Every September, the American Association of Rhodes Scholars holds a send-off for its newest class, replete with all of the pomp and circumstance one might expect from the oldest and most prestigious international scholarship in the land. In addition to the usual distinguished speakers and alumni hobnobbing, 2019’s three-day farewell included tickets to Hamilton. But in 2020, “Bon Voyage Weekend” took place over Zoom. Instead of being wined and dined, the new Rhodies received gift cards for the British food-delivery service Just Eat.
Even the best-laid plans — laid by some of the brightest, most forward-thinking members of the Class of 2020 — have gone awry this year. The COVID-19 pandemic has forced recipients of prestigious international fellowships to adjust expectations. While most fellowship programs accepted applications this fall, Princeton’s Fellowship Advising office continues to warn applicants that the future is highly uncertain.
“Flexibility will be key, as will be continued understanding of situations that lie beyond our control,” said Steven Gump, associate director of fellowship advising. “One constant, though, is that applicants to competitive fellowships and awards should always have alternative plans.” It’s a lesson that recent grads know well.
Sarah Hirschfield ’20 received a Gates Cambridge Scholarship last spring to pursue an M.Phil. in philosophy, but the pandemic forced Cambridge to move lectures online and employ social-distancing measures that Hirschfield believed would “dampen the liveliness of philosophical conversation.” She deferred her travels to the UK to spend the year working at the Princeton University Investment Co. (Princo), virtually attending Cambridge lectures and conducting preliminary research for her master’s program. She hopes that by next fall, social-distancing measures will have been relaxed enough for her to freely pursue the Gates Cambridge mission of building transnational relationships.

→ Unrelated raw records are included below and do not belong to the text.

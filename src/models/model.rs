//! Model definitions.
//!
//! A model is a user-defined record type created at runtime. Each model owns
//! a set of [`Field`](super::Field) definitions and a dedicated record table
//! in storage.

use chrono::{DateTime, Utc};
use serde::{Deserialize, Serialize};

use super::ids::{ModelId, UserId};

/// A runtime-defined record type.
#[derive(Debug, Clone, PartialEq, Serialize, Deserialize)]
pub struct Model {
    /// Unique identifier.
    pub id: ModelId,
    /// Human-readable name. Not required to be unique.
    pub name: String,
    /// Free-form description.
    pub description: String,
    /// User that created the model.
    pub owner: UserId,
    /// Creation time.
    pub created_at: DateTime<Utc>,
    /// Last modification time.
    pub updated_at: DateTime<Utc>,
}

impl Model {
    /// Creates a new model with a fresh identifier and current timestamps.
    pub fn new(name: impl Into<String>, description: impl Into<String>, owner: UserId) -> Self {
        let now = Utc::now();
        Self {
            id: ModelId::new(),
            name: name.into(),
            description: description.into(),
            owner,
            created_at: now,
            updated_at: now,
        }
    }
}

/// Partial update of a model's metadata. `None` fields are left unchanged.
#[derive(Debug, Clone, Default, PartialEq, Eq, Serialize, Deserialize)]
pub struct ModelUpdate {
    /// New name, if changing.
    pub name: Option<String>,
    /// New description, if changing.
    pub description: Option<String>,
}

impl ModelUpdate {
    /// Creates an empty update.
    #[must_use]
    pub fn new() -> Self {
        Self::default()
    }

    /// Sets the name to apply.
    #[must_use]
    pub fn with_name(mut self, name: impl Into<String>) -> Self {
        self.name = Some(name.into());
        self
    }

    /// Sets the description to apply.
    #[must_use]
    pub fn with_description(mut self, description: impl Into<String>) -> Self {
        self.description = Some(description.into());
        self
    }

    /// Returns true when the update changes nothing.
    #[must_use]
    pub const fn is_empty(&self) -> bool {
        self.name.is_none() && self.description.is_none()
    }
}
//! Property-based tests for field values and engine invariants.
//!
//! Uses proptest to verify invariants across random inputs:
//! - JSON conversions round trip for every field type
//! - Single-line and email validation match their definitions
//! - Field type and permission names round trip through parse
//! - Cardinality bounds are never overshot on a live store
//! - Page limits are validated over the whole range

// Property tests use expect/unwrap for simplicity - panics are acceptable in tests
#![allow(clippy::expect_used, clippy::unwrap_used)]

use chrono::{FixedOffset, TimeZone, Utc};
use proptest::prelude::*;
use serde_json::{Map as JsonMap, Value as JsonValue, json};
use tabula::models::{is_valid_email, validate_text};
use tabula::{
    Cardinality, CardinalitySpec, Error, FieldSpec, FieldType, FieldValue, LinkBackend,
    Permission, RecordBackend, RecordQuery, SchemaBackend, SqliteStore, UserId,
};

// ============================================================================
// Value Conversion Properties
// ============================================================================

proptest! {
    /// Property: single-line text without line breaks converts and is
    /// preserved exactly.
    #[test]
    fn prop_single_line_text_round_trips(s in "[a-zA-Z0-9 .,;:!?'-]{0,80}") {
        let value = FieldValue::from_json(FieldType::SingleLineText, &json!(s));
        prop_assert_eq!(value, Ok(FieldValue::Text(s)));
    }

    /// Property: any line break anywhere makes a single-line value invalid.
    #[test]
    fn prop_single_line_rejects_line_breaks(
        prefix in "[a-z ]{0,20}",
        suffix in "[a-z ]{0,20}",
        brk in prop::sample::select(vec!["\n", "\r", "\r\n"])
    ) {
        let text = format!("{prefix}{brk}{suffix}");
        prop_assert!(validate_text(FieldType::SingleLineText, &text).is_err());
        prop_assert!(FieldValue::from_json(FieldType::SingleLineText, &json!(text)).is_err());
    }

    /// Property: multi-line text accepts line breaks unchanged.
    #[test]
    fn prop_multi_line_accepts_breaks(s in "[a-zA-Z \\n\\r]{0,60}") {
        let value = FieldValue::from_json(FieldType::MultiLineText, &json!(s));
        prop_assert_eq!(value, Ok(FieldValue::Text(s)));
    }

    /// Property: single-line validation succeeds iff the text has no CR or LF.
    #[test]
    fn prop_single_line_validation_matches_definition(s in "[a-z \\n\\r]{0,40}") {
        let clean = !s.contains('\n') && !s.contains('\r');
        prop_assert_eq!(validate_text(FieldType::SingleLineText, &s).is_ok(), clean);
    }

    /// Property: finite numbers round trip exactly.
    #[test]
    fn prop_finite_numbers_round_trip(n in -1.0e12f64..1.0e12) {
        let value = FieldValue::from_json(FieldType::Number, &json!(n));
        prop_assert_eq!(value, Ok(FieldValue::Number(n)));
    }

    /// Property: number conversion succeeds iff the input is finite.
    ///
    /// JSON has no representation for NaN or infinity, so non-finite inputs
    /// arrive as null and are rejected.
    #[test]
    fn prop_number_conversion_iff_finite(n in prop::num::f64::ANY) {
        let result = FieldValue::from_json(FieldType::Number, &json!(n));
        prop_assert_eq!(result.is_ok(), n.is_finite());
    }

    /// Property: booleans round trip.
    #[test]
    fn prop_booleans_round_trip(b in any::<bool>()) {
        let value = FieldValue::from_json(FieldType::Boolean, &json!(b));
        prop_assert_eq!(value, Ok(FieldValue::Boolean(b)));
    }

    /// Property: ISO dates round trip through conversion and display.
    #[test]
    fn prop_dates_round_trip(y in 1900i32..2100, m in 1u32..=12, d in 1u32..=28) {
        let text = format!("{y:04}-{m:02}-{d:02}");
        let value = FieldValue::from_json(FieldType::Date, &json!(text)).unwrap();
        prop_assert_eq!(value.to_string(), text);
    }

    /// Property: datetimes with any offset normalize to the same UTC instant.
    #[test]
    fn prop_datetimes_normalize_to_utc(
        secs in 0i64..4_000_000_000,
        offset_mins in -720i32..=720
    ) {
        let instant = Utc.timestamp_opt(secs, 0).unwrap();
        let offset = FixedOffset::east_opt(offset_mins * 60).unwrap();
        let text = instant.with_timezone(&offset).to_rfc3339();

        let value = FieldValue::from_json(FieldType::DateTime, &json!(text));
        prop_assert_eq!(value, Ok(FieldValue::DateTime(instant)));
    }

    /// Property: simple `local@domain.tld` addresses are accepted.
    #[test]
    fn prop_email_shape_accepted(
        local in "[a-z][a-z0-9._]{0,9}",
        domain in "[a-z]{1,10}",
        tld in prop::sample::select(vec!["com", "org", "io"])
    ) {
        let address = format!("{local}@{domain}.{tld}");
        prop_assert!(is_valid_email(&address));
        prop_assert!(FieldValue::from_json(FieldType::Email, &json!(address)).is_ok());
    }

    /// Property: a string without an @ is never a valid email.
    #[test]
    fn prop_email_requires_at_sign(s in "[a-z0-9.]{0,30}") {
        prop_assert!(!is_valid_email(&s));
    }
}

// ============================================================================
// Name Round-Trip Properties
// ============================================================================

proptest! {
    /// Property: `FieldType::as_str` round trips through parse.
    #[test]
    fn prop_field_type_round_trips(field_type in prop::sample::select(FieldType::ALL.to_vec())) {
        prop_assert_eq!(FieldType::parse(field_type.as_str()), Some(field_type));
        prop_assert_eq!(field_type.as_str().parse::<FieldType>().ok(), Some(field_type));
    }

    /// Property: `Permission::as_str` round trips through parse.
    #[test]
    fn prop_permission_round_trips(permission in prop::sample::select(Permission::ALL.to_vec())) {
        prop_assert_eq!(Permission::parse(permission.as_str()), Some(permission));
    }

    /// Property: every field type converts losslessly to itself.
    #[test]
    fn prop_conversion_is_reflexive(field_type in prop::sample::select(FieldType::ALL.to_vec())) {
        prop_assert!(field_type.is_convertible_to(field_type));
    }

    /// Property: `AtMost` admits exactly the counts below its bound.
    #[test]
    fn prop_at_most_admits_below_bound(bound in 0u64..100, current in 0u64..200) {
        prop_assert_eq!(Cardinality::AtMost(bound).admits(current), current < bound);
        prop_assert!(Cardinality::Unlimited.admits(current));
    }
}

// ============================================================================
// Store-Backed Properties
// ============================================================================

proptest! {
    #![proptest_config(ProptestConfig::with_cases(32))]

    /// Property: a directional bound is never overshot, whatever the order
    /// of attempts.
    #[test]
    fn prop_cardinality_bound_never_overshoots(bound in 0u64..4, attempts in 1u64..8) {
        let store = SqliteStore::in_memory().unwrap();
        let invoice = store.create_model("Invoice", "", UserId::new()).unwrap();
        let customer = store.create_model("Customer", "", UserId::new()).unwrap();
        let link = store
            .create_model_link(
                invoice.id,
                customer.id,
                CardinalitySpec::new(Cardinality::AtMost(bound), Cardinality::Unlimited),
            )
            .unwrap();

        let inv = store
            .create_record(invoice.id, &JsonMap::<String, JsonValue>::new())
            .unwrap();

        let mut successes = 0u64;
        for _ in 0..attempts {
            let cust = store
                .create_record(customer.id, &JsonMap::<String, JsonValue>::new())
                .unwrap();
            match store.create_record_link(link.id, inv, cust) {
                Ok(_) => successes += 1,
                Err(Error::CardinalityExceeded { .. }) => {}
                Err(other) => prop_assert!(false, "unexpected error: {}", other),
            }
        }

        prop_assert_eq!(successes, bound.min(attempts));
        prop_assert_eq!(
            store.record_links_for(link.id, inv).unwrap().len() as u64,
            successes
        );
    }

    /// Property: page limits inside `1..=100` are accepted, everything else
    /// is rejected.
    #[test]
    fn prop_page_limit_validation(limit in 0u32..300) {
        let store = SqliteStore::in_memory().unwrap();
        let model = store.create_model("Invoice", "", UserId::new()).unwrap();

        let query = RecordQuery::new().with_page(0, limit);
        let result = store.search_records(model.id, &query);

        if (1..=100).contains(&limit) {
            prop_assert!(result.is_ok());
        } else {
            prop_assert!(
                matches!(result, Err(Error::InvalidPageSize { .. })),
                "expected InvalidPageSize, got {:?}",
                result
            );
        }
    }

    /// Property: stored text values come back byte-identical.
    #[test]
    fn prop_stored_text_survives_round_trip(s in "[a-zA-Z0-9 .,!?-]{0,60}") {
        let store = SqliteStore::in_memory().unwrap();
        let model = store.create_model("Note", "", UserId::new()).unwrap();
        store
            .add_field(model.id, &FieldSpec::new("body", FieldType::SingleLineText))
            .unwrap();

        let payload = json!({ "body": s });
        let record_id = store
            .create_record(model.id, payload.as_object().unwrap())
            .unwrap();
        let record = store.get_record(model.id, record_id).unwrap();

        prop_assert_eq!(record.values.get("body"), Some(&FieldValue::Text(s)));
    }
}

#[cfg(test)]
mod manual_property_tests {
    use super::*;

    /// A zero bound blocks the very first link.
    #[test]
    fn test_zero_bound_blocks_first_link() {
        let store = SqliteStore::in_memory().unwrap();
        let invoice = store.create_model("Invoice", "", UserId::new()).unwrap();
        let customer = store.create_model("Customer", "", UserId::new()).unwrap();
        let link = store
            .create_model_link(
                invoice.id,
                customer.id,
                CardinalitySpec::new(Cardinality::AtMost(0), Cardinality::Unlimited),
            )
            .unwrap();

        let inv = store
            .create_record(invoice.id, &JsonMap::<String, JsonValue>::new())
            .unwrap();
        let cust = store
            .create_record(customer.id, &JsonMap::<String, JsonValue>::new())
            .unwrap();

        let err = store.create_record_link(link.id, inv, cust).unwrap_err();
        assert!(matches!(
            err,
            Error::CardinalityExceeded { count: 0, bound: 0, .. }
        ));
    }

    /// Unlimited bounds admit arbitrarily many links.
    #[test]
    fn test_unlimited_never_blocks() {
        assert!(Cardinality::Unlimited.admits(0));
        assert!(Cardinality::Unlimited.admits(u64::MAX));
    }
}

“I’m looking forward to meeting people of all different backgrounds and sharing in cultural experiences that you’re not going to be able to get from reading a book in your room alone,” explained Hirschfield. “The whole point is: Let’s get people together. Let’s have them living together, breaking bread together.”
Caleb Visser ’20, who last December received a Schwarzman Scholarship to study at Tsinghua University in Beijing, also deferred his fellowship — but not by choice. An Army ROTC graduate, Visser was obliged to begin four years of active-duty service. The Army typically grants service members permission to participate in select postgraduate fellowships while on active duty, yet it looked less favorably upon the Schwarzman Scholars Program this year after the program announced it would run fully remote. Visser learned just two weeks before virtual orientation weekend that his request to take part had been denied. Instead, he would report for active duty in southern Arizona.
“I was really excited about the prospect of getting to immerse myself in studying China’s growing influence in the world, and to do that in a community of global scholars,” said Visser, who said he nonetheless understands the Army’s decision. The Schwarzman program has allowed him to defer his scholarship for two years.
Despite travel restrictions and suboptimal learning conditions, most scholarship recipients are forging ahead with coursework and research projects. Leora Eisenberg ’20, who won both a Fulbright Scholarship and the Labouisse Fellowship to spend this year in northern Kazakhstan, researching how the Kazakh language is taught in Russian schools, now spends her days conducting Zoom interviews from an apartment in Philadelphia. (Her Fulbright program was canceled in November.)
Eisenberg said she is doing more interviews and speaking with a more dispersed network of interlocutors than she would have if embedded in a community in Kazakhstan. But she’s also had to stretch her stipend and finds it disorienting to spend her days in front of a computer screen, far from the site of her research. “I don’t feel very attached to Philly,” she explained. “I feel much more like I live in Kazakhstan, because that’s kind of where my head is.”
When asked when she thinks she might be able to reach Kazakhstan, she sighed.
“I ask myself that question every day.”